BNY Mellon survey reveals five distinct approaches

Asset owners are navigating an uncertain investment landscape, characterised by a low yield environment and evolving stakeholder expectations. New investment strategies, enhanced transparency and increased governance are leading asset owners to rethink their operating models across the value chain, to better optimise investment outcomes. Common considerations include the balance of in-house versus outsourced investment management, what technology platforms empower investment processes, reporting and risk solutions at a total portfolio level, and insourcing versus outsourcing middle office operations.

Deciding which part of the operational value chain to keep in-house or to outsource is key.

Custody banks play an important role for asset owners within the middle and front office. For the largest asset owners, the selection of a custody provider sometimes extends to deciding whether to adopt a single- or multi-custodial model. Some asset owners appoint multiple custodians to address specific objectives, including managing counterparty risk or accessing local expertise.

Asset owner clients are asking which model is best. A lack of data-informed analysis had prevented them from reaching a conclusion. Through a review of the top 50 global asset owners BNY Mellon engages with, it is clear that no one size fits all.

The organisations reviewed include central banks, pensions and sovereign funds, with a combined assets under management of $23tn.

The review uncovered five distinct custodial models and their corresponding adoption.

  1. Single custodial model: all assets are held with one custodian irrespective of investment approach, asset class or region.
  2. Geographic multi-custodial model: custodians are selected based on where assets are located (such as in either developed or emerging markets).
  3. Asset class-based multi-custodial model: custodians are selected based on the type of asset (equities, fixed income or alternatives).
  4. Manager-based multi-custodial model: custodians are selected based on internal versus outsourced investment management.
  5. Hybrid multi-custodial model: custodians are selected based on a combination of geographic, asset class and manager considerations.

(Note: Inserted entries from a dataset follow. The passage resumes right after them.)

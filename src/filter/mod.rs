//! Filter design and application.
//!
//! - [`design`]: Butterworth SOS design (matching `scipy.signal.butter`) and
//!   Hamming-windowed sinc FIR design (MNE-style auto length).
//! - [`apply`]: forward-backward SOS filtering (`sosfiltfilt`) and
//!   overlap-add zero-phase FIR convolution.

pub mod apply;
pub mod design;

pub use apply::{
    apply_filter, apply_filter_inplace, apply_fir_zero_phase, apply_sos_zero_phase, filter_1d,
    sosfilt, sosfilt_zi, sosfiltfilt,
};
pub use design::{
    auto_filter_length, auto_trans_bandwidth, auto_upper_trans_bandwidth, butter, design_fir,
    firwin, hamming, zpk2sos, Sos,
};

use crate::config::FilterSpec;
use crate::error::Result;
use crate::recording::Recording;

/// Run every filter in `specs`, in order, over a copy of `recording`.
///
/// The input recording is left untouched; shape, events and metadata carry
/// over unchanged.
pub fn filter_recording(recording: &Recording, specs: &[FilterSpec]) -> Result<Recording> {
    let mut out = recording.clone();
    for spec in specs {
        log::debug!("applying {} ({})", spec.band, spec.method.description());
        apply_filter_inplace(&mut out.data, spec, recording.sfreq)?;
    }
    Ok(out)
}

Figure 1: Top 50 asset owners review by custodial model

Source: BNY Mellon

*Note: The remaining 6% refers to three central banks in the review that do not use a custodian.

Looking across the five models, there are specific nuances at regional and segment levels.

The single custodian model is by far the most common, used by 44% of the top 50 asset owners under review, followed by geographic (22%), hybrid (14%), asset class-based (8%) and manager-based (6%) multi-custodial models.

The single custodian model is primarily driven by US and European pension funds, which typically adopt this model, with a few notable exceptions. Half of Asia Pacific asset owners, mostly central banks and pension funds, use a variant of the multi-custodial geographic model. Two-thirds of sovereign funds use a multi-custodial hybrid model, selecting more than four custodians. Most European central banks do not use custodians but appoint local central securities depositories instead. Central banks are starting to diversify their holdings, moving into exchange traded funds and equity investments, which may lead them to diversify their custodians.

The choice of a custodian is underpinned by five common objectives, which can generally be achieved in both single and multi-custodial models. Some objectives may be emphasised over others depending on priorities or cultural preferences. First among these is operating efficiency, where asset owners require a data consolidation solution when appointing multiple custodians to maintain investment oversight, manage enterprise-wide investment risk and support external stakeholder reporting.

Second is counterparty risk. Rather than concentrating assets with a single custodian, asset owners appoint multiple custodians with high credit ratings for asset safety reasons, to spread and reduce counterparty risk. Third is market connectivity. Through global players with strong market connectivity, asset owners can benefit from enhanced expertise which is specifically important in the more complex emerging markets.

Fourth is benchmarking. By appointing multiple custodians, asset owners have the option to benchmark services between providers which drives optimisation and competitive pricing. Finally there are data privacy and confidentiality considerations. Asset owners appoint multiple custodians to prevent a single one having oversight at the total portfolio level and to protect (sovereign) confidentiality.

‘More than ever before, asset owners are facing a range of pressures impacting their outlook, priorities and decision making. They are increasingly looking at their service providers to help them orchestrate solutions and streamline information across investment and operational processes for richer insights and greater oversight to help meet their strategic priorities,’ said Rohan Singh, global head of asset owners, asset servicing and digital at BNY Mellon.

While most objectives can be achieved through any model, the choice of who to collaborate with and how to operate effectively is always a central component to determining success.

Xavier van den Brande is Head of Asset Owners, Europe, and Marvin Vervaart is Client Solutions Manager, Asset Owners, at BNY Mellon.